Trap House is the debut studio album by American rapper Gucci Mane. It was released on May 24, 2005, by Big Cat Records and Tommy Boy Records. Production was handled by Shawty Redd, Zaytoven, Nitti and The Heatmakerz. The album features guest appearances from Young Jeezy, Boo Rossini, Chamillionaire, Jody Breeze, Khujo, Killer Mike, Lil Scrappy, Mac Bre-Z, Torica and Young Snead.

The album was supported by five singles: "Icy" featuring Young Jeezy and Boo, "Go Head" featuring Mac Bree-Z, "Money Don't Matter" featuring Torica, "Trap House" and "That's All". All four of these singles received radio airplay, except for the fifth single.

Singles 
The commercial debut single, called "Icy" was released as the lead single from the album on April 13, 2005. The song features guest appearances from fellow American rapper Young Jeezy, and American hip hop recording artist Boo, with production by Zaytoven.
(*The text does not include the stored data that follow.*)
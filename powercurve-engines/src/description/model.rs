use std::collections::BTreeMap;

use serde_json::Value;

use super::{
    DescriptionError, EngineDescription,
    fields::{Object, Section, indexed_keys},
};

/// How engines are keyed at the top level of a description.
#[derive(Debug, Clone, Copy, PartialEq, Eq)]
pub enum EngineSchema {
    /// `Engine{n}` holds one physical engine each.
    Engine,
    /// `EngineType{t}` holds one engine type; `Engine{n}.Type` references it.
    EngineType,
}

impl EngineSchema {
    fn prefix(self) -> &'static str {
        match self {
            Self::Engine => "Engine",
            Self::EngineType => "EngineType",
        }
    }
}

/// A named engine of a flight model.
#[derive(Debug, Clone, PartialEq)]
pub struct EngineEntry {
    /// Top-level key, for example `Engine1`.
    pub key: String,
    /// Numeric suffix of the key.
    pub index: usize,
    pub engine: EngineDescription,
}

/// A named fuel modifier affecting manifold pressure and WEP boost.
#[derive(Debug, Clone, Copy, PartialEq)]
pub struct OctaneModifier {
    pub invert_enable_logic: bool,
    pub afterburner_mult: f64,
    pub afterburner_compressor_mult: f64,
}

/// Fuel modifiers that change engine output.
#[derive(Debug, Clone, Copy, Default, PartialEq)]
pub struct FuelModifiers {
    /// `150_octan_fuel`.
    pub octane_150: Option<OctaneModifier>,
    /// `100_octan_spitfire`.
    pub octane_100_spitfire: Option<OctaneModifier>,
    /// `ussr_fuel_b-95` or `ussr_fuel_b-100` adding 50 horsepower.
    pub soviet_high_octane: bool,
}

/// Masses used for power- and thrust-to-weight figures, in kg.
#[derive(Debug, Clone, Copy, PartialEq)]
pub struct MassData {
    pub empty: f64,
    pub max_fuel: f64,
    pub max_nitro: f64,
    pub oil: f64,
    pub pilots: f64,
    pub ammo: f64,
}

impl MassData {
    /// Total mass with the tanks filled to `fuel_percent`.
    #[must_use]
    pub fn total(&self, fuel_percent: f64) -> f64 {
        self.empty
            + self.max_fuel * (fuel_percent / 100.0)
            + self.max_nitro
            + self.oil
            + self.pilots
            + self.ammo
    }
}

/// The engine-related content of an aircraft description.
#[derive(Debug, Clone, PartialEq)]
pub struct FlightModel {
    pub schema: EngineSchema,
    pub engines: Vec<EngineEntry>,
    pub engines_are_same: bool,
    pub modifiers: FuelModifiers,
    pub mass: Option<MassData>,
    type_instances: BTreeMap<usize, usize>,
}

impl FlightModel {
    /// Parses a description from JSON text.
    ///
    /// # Errors
    ///
    /// Returns an error if the text is not JSON or see [`FlightModel::from_value`].
    pub fn from_json_str(text: &str) -> Result<Self, DescriptionError> {
        let value: Value = serde_json::from_str(text)?;
        Self::from_value(&value)
    }

    /// Reads the engine-related parts of a description.
    ///
    /// # Errors
    ///
    /// Returns an error if the top level is not an object or a known field
    /// has the wrong JSON type.
    pub fn from_value(value: &Value) -> Result<Self, DescriptionError> {
        let map = value.as_object().ok_or(DescriptionError::NotAnObject)?;
        let root = Section::new("", map);

        let schema = if root.contains("EngineType0") {
            EngineSchema::EngineType
        } else {
            EngineSchema::Engine
        };

        let mut engines = Vec::new();
        for (index, key) in root.indexed_keys(schema.prefix()) {
            let Some(engine) = root.object(key)? else {
                continue;
            };
            engines.push(EngineEntry {
                key: key.to_owned(),
                index,
                engine: EngineDescription::parse_or_flat(Section::new(key, engine), root)?,
            });
        }

        let type_instances = match schema {
            EngineSchema::Engine => BTreeMap::new(),
            EngineSchema::EngineType => count_type_instances(map)?,
        };

        Ok(Self {
            schema,
            engines,
            engines_are_same: root.flag("engines_are_same")?.unwrap_or(false),
            modifiers: parse_modifiers(root)?,
            mass: parse_mass(root)?,
            type_instances,
        })
    }

    /// Looks up an engine by its top-level key.
    #[must_use]
    pub fn engine(&self, key: &str) -> Option<&EngineEntry> {
        self.engines.iter().find(|entry| entry.key == key)
    }

    /// Physical engines represented by an entry.
    ///
    /// One per key for the `Engine{n}` schema. For `EngineType{t}` this is
    /// the number of `Engine{n}` objects whose `Type` is `t`, at least one.
    #[must_use]
    pub fn instance_count(&self, entry: &EngineEntry) -> usize {
        match self.schema {
            EngineSchema::Engine => 1,
            EngineSchema::EngineType => self
                .type_instances
                .get(&entry.index)
                .copied()
                .unwrap_or(0)
                .max(1),
        }
    }

    /// Whether any engine is a booster that is built into the airframe.
    #[must_use]
    pub fn has_integrated_booster(&self) -> bool {
        self.engines.iter().any(|entry| {
            entry.engine.is_rocket_booster() && !entry.engine.is_takeoff_booster()
        })
    }
}

fn count_type_instances(map: &Object) -> Result<BTreeMap<usize, usize>, DescriptionError> {
    let root = Section::new("", map);
    let mut counts = BTreeMap::new();
    for (_, key) in indexed_keys(map, "Engine") {
        let Some(engine) = root.object(key)? else {
            continue;
        };
        let Some(type_index) = Section::new(key, engine).number("Type")? else {
            continue;
        };
        if type_index >= 0.0 && type_index.fract() == 0.0 {
            #[allow(clippy::cast_possible_truncation, clippy::cast_sign_loss)]
            let type_index = type_index as usize;
            *counts.entry(type_index).or_insert(0) += 1;
        }
    }
    Ok(counts)
}

fn parse_modifiers(root: Section<'_>) -> Result<FuelModifiers, DescriptionError> {
    let Some(modif) = root.object("Modif")? else {
        return Ok(FuelModifiers::default());
    };
    let modif = Section::new("Modif", modif);

    let octane = |key: &str| -> Result<Option<OctaneModifier>, DescriptionError> {
        let path = modif.child_path(key);
        let Some(map) = modif.object(key)? else {
            return Ok(None);
        };
        let section = Section::new(&path, map);
        let effects_path = section.child_path("effects");
        let empty = Object::new();
        let effects = Section::new(&effects_path, section.object("effects")?.unwrap_or(&empty));
        Ok(Some(OctaneModifier {
            invert_enable_logic: section.flag("invertEnableLogic")?.unwrap_or(false),
            afterburner_mult: effects.number("afterburnerMult")?.unwrap_or(1.0),
            afterburner_compressor_mult: effects
                .number("afterburnerCompressorMult")?
                .unwrap_or(1.0),
        }))
    };

    let adds_fifty_horsepower = |key: &str| -> Result<bool, DescriptionError> {
        let path = modif.child_path(key);
        let Some(map) = modif.object(key)? else {
            return Ok(false);
        };
        let section = Section::new(&path, map);
        let effects_path = section.child_path("effects");
        let Some(effects) = section.object("effects")? else {
            return Ok(false);
        };
        let added = Section::new(&effects_path, effects).number("addHorsePowers")?;
        Ok(added == Some(50.0))
    };

    Ok(FuelModifiers {
        octane_150: octane("150_octan_fuel")?,
        octane_100_spitfire: octane("100_octan_spitfire")?,
        soviet_high_octane: adds_fifty_horsepower("ussr_fuel_b-95")?
            || adds_fifty_horsepower("ussr_fuel_b-100")?,
    })
}

fn parse_mass(root: Section<'_>) -> Result<Option<MassData>, DescriptionError> {
    let Some(mass) = root.object("Mass")? else {
        return Ok(None);
    };
    let mass = Section::new("Mass", mass);
    let Some(empty) = mass.number("EmptyMass")? else {
        return Ok(None);
    };

    let max_fuel = match mass.number("MaxFuelMass")? {
        Some(fuel) => fuel,
        None => {
            let mut total = 0.0;
            for (_, key) in mass.indexed_keys("MaxFuelMass") {
                total += mass.number(key)?.unwrap_or(0.0);
            }
            total
        }
    };

    let ammo = match root.object("Guns")? {
        Some(guns) => Section::new("Guns", guns).number("all_ammo_mass")?.unwrap_or(0.0),
        None => 0.0,
    };

    Ok(Some(MassData {
        empty,
        max_fuel,
        max_nitro: mass.number("MaxNitro")?.unwrap_or(0.0),
        oil: mass.number("OilMass")?.unwrap_or(0.0),
        pilots: mass.number("pilots_mass")?.unwrap_or(0.0),
        ammo,
    }))
}
use crate::description::{FuelModifiers, OctaneModifier};

use super::wep::WepParams;

/// Power gain from Soviet high-octane fuel.
pub(crate) const SOVIET_POWER_FACTOR: f64 = 1.018;

/// Applies British fuel modifiers to the WEP parameters.
///
/// 150-octane fuel raises the octane manifold pressure (or, with inverted
/// enable logic, the WEP manifold pressure itself) by the modifier's
/// compressor multiplier and scales the afterburner boost. 100-octane
/// Spitfire fuel only matters with inverted logic.
pub(crate) fn apply_british(params: &mut WepParams, modifiers: &FuelModifiers, octane: bool) {
    params.octane_afterburner_mult = 1.0;

    match (&modifiers.octane_150, &modifiers.octane_100_spitfire) {
        (Some(modifier), _) if !modifier.invert_enable_logic => {
            if octane {
                params.octane_afterburner_mult = modifier.afterburner_mult;
                params.octane_manifold_pressure = boosted_manifold_pressure(params, modifier);
            }
        }
        (Some(modifier), _) => apply_inverted(params, modifier, octane),
        (None, Some(modifier)) if modifier.invert_enable_logic => {
            apply_inverted(params, modifier, octane);
        }
        _ => {}
    }
}

fn apply_inverted(params: &mut WepParams, modifier: &OctaneModifier, octane: bool) {
    params.wep_manifold_pressure = boosted_manifold_pressure(params, modifier);
    params.octane_manifold_pressure = params.wep_manifold_pressure;
    if !octane {
        params.octane_afterburner_mult = modifier.afterburner_mult;
    }
}

fn boosted_manifold_pressure(params: &WepParams, modifier: &OctaneModifier) -> f64 {
    params.military_manifold_pressure
        + (params.wep_manifold_pressure - params.military_manifold_pressure)
            * modifier.afterburner_compressor_mult
}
The album's second single, "Go Head" was released on July 5, 2005. The song features a guest appearance from a female rapper Mac Bree-Z, with production by Nitti. The single was also included on Gucci Mane's second album Hard to Kill (2006).

The album's third single, "Money Don't Matter" was released on September 13, 2005. The song features a guest appearance from female American recording artist Torica, with production by Nitti.

The album's title track, "Trap House" was released as the album's fourth single on November 22, 2005. The song was produced by Shawty Redd.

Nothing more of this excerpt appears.